- [ASSIGNED TASK]
Look through the data below and show every line that includes "maximum".

-=-=-

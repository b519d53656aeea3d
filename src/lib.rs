//! gpwd: random password generation.
//!
//! The library holds everything with logic in it: character classes, the
//! generator, batching and clipboard export. The binary in `main.rs` only
//! parses flags and prints.

pub mod batch;
pub mod charset;
pub mod clipboard;
pub mod error;
pub mod generator;
pub mod random;

pub use batch::generate_batch;
pub use charset::CharClass;
pub use clipboard::{ClipboardWriter, MemoryClipboard, PowerShellClipboard};
pub use error::{ClipboardError, GenerateError};
pub use generator::{generate, GeneratorConfig, Password, MAX_LENGTH};
pub use random::{RandomSource, SeededRng};
//! Command layer for gpwd.
//!
//! [`dispatch`] wires the real process resources (clock-seeded RNG, the
//! PowerShell clipboard, stdout and stderr) into the generate command.

use std::io;
use std::process::ExitCode;

use gpwd::{PowerShellClipboard, SeededRng};

use crate::cli::Cli;

pub mod gen_pw;

pub fn dispatch(cli: Cli) -> ExitCode {
    let mut rng = SeededRng::from_time();
    let mut clipboard = PowerShellClipboard;
    let stdout = io::stdout();
    let stderr = io::stderr();

    match gen_pw::run(&cli, &mut rng, &mut clipboard, &mut stdout.lock(), &mut stderr.lock()) {
        Ok(status) => ExitCode::from(status),
        Err(e) => {
            tracing::error!(error = %e, "failed to write output");
            ExitCode::FAILURE
        }
    }
}
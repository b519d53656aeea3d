//! Error types.

use thiserror::Error;

#[derive(Debug, Error, PartialEq, Eq)]
pub enum GenerateError {
    #[error("character pool is empty, enable at least one character class (-u/-w/-d/-s)")]
    EmptyPool,

    #[error("password length must be between {minimum} and {maximum}, got {length}")]
    InvalidLength {
        length: usize,
        minimum: usize,
        maximum: usize,
    },
}

#[derive(Debug, Error)]
pub enum ClipboardError {
    #[error("failed to launch clipboard utility: {0}")]
    Spawn(#[from] std::io::Error),

    #[error("clipboard utility exited with {0}")]
    ExportFailed(std::process::ExitStatus),
}
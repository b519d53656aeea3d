//! Character classes and the similar-character filter.
//!
//! Every class is a fixed ASCII string. The order of [`CharClass::ALL`] is
//! the order in which the generator places its guaranteed characters.

/// Characters that are easy to confuse with one another when read back.
pub const SIMILAR: &str = "0OolI18B9q";

const UPPERCASE: &str = "ABCDEFGHIJKLMNOPQRSTUVWXYZ";
const LOWERCASE: &str = "abcdefghijklmnopqrstuvwxyz";
const DIGITS: &str = "0123456789";
const SYMBOLS: &str = "!@#$%^&*()_+-=[]{}|;:,.<>?";

/// A named set of characters a password may draw from.
#[derive(Clone, Copy, Debug, PartialEq, Eq)]
pub enum CharClass {
    Uppercase,
    Lowercase,
    Digits,
    Symbols,
}

impl CharClass {
    pub const ALL: [CharClass; 4] = [
        CharClass::Uppercase,
        CharClass::Lowercase,
        CharClass::Digits,
        CharClass::Symbols,
    ];

    pub fn chars(self) -> &'static str {
        match self {
            CharClass::Uppercase => UPPERCASE,
            CharClass::Lowercase => LOWERCASE,
            CharClass::Digits => DIGITS,
            CharClass::Symbols => SYMBOLS,
        }
    }

    pub fn name(self) -> &'static str {
        match self {
            CharClass::Uppercase => "uppercase",
            CharClass::Lowercase => "lowercase",
            CharClass::Digits => "digits",
            CharClass::Symbols => "symbols",
        }
    }

    /// The characters of this class, minus [`SIMILAR`] when `exclude_similar`
    /// is set. May be empty.
    pub fn filtered(self, exclude_similar: bool) -> Vec<char> {
        let mut set: Vec<char> = self.chars().chars().collect();
        if exclude_similar {
            set.retain(|c| !is_similar(*c));
        }
        set
    }
}

pub fn is_similar(c: char) -> bool {
    SIMILAR.contains(c)
}

#[cfg(test)]
mod tests {
    use super::*;

    #[test]
    fn class_sizes() {
        assert_eq!(CharClass::Uppercase.chars().len(), 26);
        assert_eq!(CharClass::Lowercase.chars().len(), 26);
        assert_eq!(CharClass::Digits.chars().len(), 10);
        assert_eq!(CharClass::Symbols.chars().len(), 26);
    }

    #[test]
    fn filter_removes_similar_characters() {
        let digits = CharClass::Digits.filtered(true);
        assert_eq!(digits.iter().collect::<String>(), "234567");

        let upper = CharClass::Uppercase.filtered(true);
        assert_eq!(upper.len(), 26 - 3);
        assert!(!upper.contains(&'O'));
        assert!(!upper.contains(&'I'));
        assert!(!upper.contains(&'B'));

        let lower = CharClass::Lowercase.filtered(true);
        assert_eq!(lower.len(), 26 - 3);
        assert!(!lower.contains(&'o'));
        assert!(!lower.contains(&'l'));
        assert!(!lower.contains(&'q'));
    }

    #[test]
    fn symbols_unaffected_by_filter() {
        assert_eq!(CharClass::Symbols.filtered(true).len(), 26);
    }

    #[test]
    fn no_filter_keeps_everything() {
        for class in CharClass::ALL {
            assert_eq!(class.filtered(false).len(), class.chars().len());
        }
    }
}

-=-=-

- [EXERCISE ANSWER]
    #[error("password length must be between {minimum} and {maximum}, got {length}")]
        maximum: usize,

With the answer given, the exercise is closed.